Module import: required.
UDAF code must include at least from odps.udf import annotate and from odps.udf import BaseUDAF. from odps.udf import annotate is used to import the function signature module. This way, MaxCompute can identify the function signature that is defined in the code. from odps.udf import BaseUDAF is a base class for Python UDAFs. You must use this class to implement methods such as iterate, merge, or terminate in derived classes.

If you want to reference file or table resources in UDAF code, UDAF code must include from odps.distcache import get_cache_file or from odps.distcache import get_cache_table.
Function signature: required.
The function signature is in the @annotate(<signature>) format.
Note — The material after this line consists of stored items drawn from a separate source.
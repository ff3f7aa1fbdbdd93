//! PageNavigator: option wiring on page-ready
//!
//! `toTop` installs the back-to-top icon on every page. `showLink` attaches
//! the summary widget on comments pages that have a primary item. A page
//! without one is not a fault; the feature just stays off.

use serde::Serialize;

use crate::anchor::{FloatingHost, TopAnchor};
use crate::config::PageNavigatorOptions;
use crate::dom::WidgetDom;
use crate::error::PageError;
use crate::template::{SettingsLinks, WidgetTemplate};
use crate::types::{PageType, PrimaryItemSource};
use crate::widget::ScrollSummaryWidget;

/// What `after_load` ended up doing
#[derive(Debug, Clone, Default, PartialEq, Eq, Serialize)]
#[serde(rename_all = "camelCase")]
pub struct NavigatorReport {
    pub anchor_registered: bool,
    pub widget_attached: bool,
    /// Why the widget stayed off, when it was enabled but not attached
    pub declined: Option<String>,
}

/// Result of `after_load`: the report plus the attached controller, if any
pub struct AfterLoad<D: WidgetDom, T: WidgetTemplate> {
    pub report: NavigatorReport,
    pub widget: Option<ScrollSummaryWidget<D, T>>,
}

#[derive(Debug, Clone, Copy, Default)]
pub struct PageNavigator {
    options: PageNavigatorOptions,
}

impl PageNavigator {
    pub fn new(options: PageNavigatorOptions) -> Self {
        Self { options }
    }

    pub fn options(&self) -> &PageNavigatorOptions {
        &self.options
    }

    /// Register the back-to-top icon if `toTop` is on.
    pub fn install_anchor<H: FloatingHost>(&self, host: &mut H) -> bool {
        self.options.to_top && TopAnchor::activate(host)
    }

    /// Whether the summary widget applies to this page at all.
    pub fn wants_summary(&self, page_type: PageType) -> bool {
        self.options.show_link && page_type == PageType::Comments
    }

    /// Build and attach the summary controller.
    ///
    /// `Ok(None)` when the feature is off or the page type does not match.
    pub fn attach_summary<S, D, T, L>(
        &self,
        page_type: PageType,
        items: &S,
        dom: D,
        template: T,
        links: &L,
    ) -> Result<Option<ScrollSummaryWidget<D, T>>, PageError>
    where
        S: PrimaryItemSource,
        D: WidgetDom,
        T: WidgetTemplate,
        L: SettingsLinks,
    {
        if !self.wants_summary(page_type) {
            return Ok(None);
        }
        let item = items.primary_item()?;
        let mut widget = ScrollSummaryWidget::new(dom, template, &item, &self.options, links);
        widget.attach()?;
        Ok(Some(widget))
    }

    /// Page-ready hook: run every enabled feature.
    pub fn after_load<H, S, D, T, L>(
        &self,
        page_type: PageType,
        host: &mut H,
        items: &S,
        dom: D,
        template: T,
        links: &L,
    ) -> AfterLoad<D, T>
    where
        H: FloatingHost,
        S: PrimaryItemSource,
        D: WidgetDom,
        T: WidgetTemplate,
        L: SettingsLinks,
    {
        let mut report = NavigatorReport {
            anchor_registered: self.install_anchor(host),
            ..NavigatorReport::default()
        };

        let widget = match self.attach_summary(page_type, items, dom, template, links) {
            Ok(widget) => widget,
            Err(e) => {
                console_debug!("[PageNav] Summary widget declined: {}", e);
                report.declined = Some(e.to_string());
                None
            }
        };
        report.widget_attached = widget.is_some();

        AfterLoad { report, widget }
    }
}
The signature parameter is used to define the data types of the input parameters and return value of the UDF. For more information about function signatures, see Function signatures and data types.
Custom Python class (derived class): required.
A custom Java class is the organizational unit of UDAF code. This class defines the variables and methods that are used to meet your business requirements. In UDF code, you can also reference third-party libraries that are installed in MaxCompute or reference files or tables. For more information, see Third-party libraries or Reference resources.

Methods to implement Python classes: required.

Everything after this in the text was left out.